Migrating documentation

illustrations illustrations illustrations illustrations illustrations illustrations illustrations
post-thumb

Published on 7 December 2023 by Andrew Owen (4 minutes)

Migrating documentation from one software platform to another can be painful. I remember the days when moving a Word document back and forth between Mac and Windows caused problems. I started working as a technical writer in September 2006, a month after the launch of Pandoc (the “universal document converter”), although I didn’t learn of its existence until many years later. It certainly would have helped with some of the migrations I’ve managed, but not all of them:

  • Multiple-sourced to single-sourced Word with Doc2Help.
  • Word to DocBook.
  • Flare to FrameMaker.
  • FrameMaker to DITA.
  • AsciiDoc to DocBook.

Pandoc supports DocBook and Word as input formats, but AsciiDoc is only supported as an output format, and it can’t handle Flare or FrameMaker.

Typically, the most difficult migration is going from unstructured content (such as unstructured FrameMaker) to structured content (such as DITA). This is because, depending on who wrote it, the source material may require heavy editing before migration. The easiest migration I did was from AsciiDoc to DocBook, but that’s because AsciiDoc is a lightweight way of representing DocBook. All I had to do was to fix a few validation errors. But that’s an edge case.

The simplest migration you’re likely to do will be from some flavor of Markdown to a more complex system. Perhaps counter-intuitively, the second-simplest migration you’re likely to do will be the reverse (complex to simple). This is because you’ll be throwing away style and meta information, which greatly simplifies the process. If you’re going from a proprietary system, the simplest solution is probably to publish to HTML and then run the output through Pandoc to whichever format you require.

It’s worth noting that there are two types of Word documents: the old style ones in a proprietary format (.doc) and the newer ones in XML format (.docx). Most migration tools will require the newer format. If you have Word installed locally, you can use the Python script doc2docx to batch convert files in the older format. When I migrated the entire suite of docs for a POS (point of sale) and back-office system from Word to DocBook, I wasn’t aware of Pandoc. But I was aware of XSLT. After exporting all the images and saving the Word files in XML format, I was able to write a simple transform to convert the content to DocBook. I’m told my successor had a much easier time migrating that content to FrameMaker.

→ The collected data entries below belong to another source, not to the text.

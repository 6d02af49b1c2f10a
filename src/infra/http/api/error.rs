use axum::Json;
use axum::http::StatusCode;
use axum::response::{IntoResponse, Response};
use purger_api_types::PurgeAllResponse;

use crate::application::error::ErrorReport;

pub mod codes {
    pub const BAD_REQUEST: &str = "bad_request";
    pub const UNAUTHORIZED: &str = "unauthorized";
    pub const FORBIDDEN: &str = "forbidden";
    pub const BAD_GATEWAY: &str = "bad_gateway";
}

/// Operator API failure, rendered as `{"ok": false, "message": ...}`.
#[derive(Debug)]
pub struct ApiError {
    status: StatusCode,
    code: &'static str,
    message: String,
    detail: Option<String>,
}

impl ApiError {
    pub fn new(
        status: StatusCode,
        code: &'static str,
        message: impl Into<String>,
        detail: Option<String>,
    ) -> Self {
        Self {
            status,
            code,
            message: message.into(),
            detail,
        }
    }

    pub fn bad_request(detail: impl Into<String>) -> Self {
        Self::new(
            StatusCode::BAD_REQUEST,
            codes::BAD_REQUEST,
            "Request could not be processed",
            Some(detail.into()),
        )
    }

    pub fn unauthorized() -> Self {
        Self::new(
            StatusCode::UNAUTHORIZED,
            codes::UNAUTHORIZED,
            "Operator key required",
            None,
        )
    }

    pub fn forbidden(message: impl Into<String>, detail: impl Into<String>) -> Self {
        Self::new(
            StatusCode::FORBIDDEN,
            codes::FORBIDDEN,
            message,
            Some(detail.into()),
        )
    }

    pub fn bad_gateway(message: impl Into<String>) -> Self {
        Self::new(StatusCode::BAD_GATEWAY, codes::BAD_GATEWAY, message, None)
    }

    pub fn status(&self) -> StatusCode {
        self.status
    }
}

impl IntoResponse for ApiError {
    fn into_response(self) -> Response {
        let report_detail = match self.detail.as_deref() {
            Some(detail) => format!("{}: {detail}", self.code),
            None => format!("{}: {}", self.code, self.message),
        };
        let body = PurgeAllResponse {
            ok: false,
            message: self.message,
        };
        let mut response = (self.status, Json(body)).into_response();
        ErrorReport::from_message("infra::http::api", self.status, report_detail)
            .attach(&mut response);
        response
    }
}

Flare uses XHTML. It also adds its own proprietary tags, but these are easy to identify. It’s fairly trivial to open a whole project in VScode and use search and replace to get clean XHTML. You should then be able to convert this to plain HTML using Pandoc. However, Flare and other complex systems have features such as text snippets and variables. You’ll need to export these separately and if you’re going from one complex system to another (that doesn’t include its own dedicated import tool). You may want to preserve this information outside the tool you are using, such as in an Excel spreadsheet.

In my experience, migrating to DITA was the most painful. DITA is very restrictive, but fortunately I was the original author of the content and so even though I had been using unstructured tools, the content was well-structured. But, I still ended up copying and pasting the content from unstructured FrameMaker into the new system. To the best of my knowledge, even modern component content management systems lack direct import tools for unstructured FrameMaker. I used the copy-paste approach because in my evaluation it was quicker and simpler to do that than the alternative, which would have been converting unstructured FrameMaker into Structured FrameMaker as a first step.

The lesson then is that document migration needs to be managed like any other software implementation project. You need a plan to get from the old system to the new system. You need a realistic timeframe to do it in. You need the resources to do it. And depending on your delivery cadence, you may need to maintain both systems in parallel for a period of time (which may require additional resources).

Finally, this isn’t a task that you want to do on a regular basis. So when choosing a new system, make sure that it won’t lock you in and that it will scale to meet your future needs. Consider how much time it will take to train up your docs team to use it. And make sure it has good localization support, even if you currently have no intention of localizing your content. It’s better to have it and not need it than need it and not have it.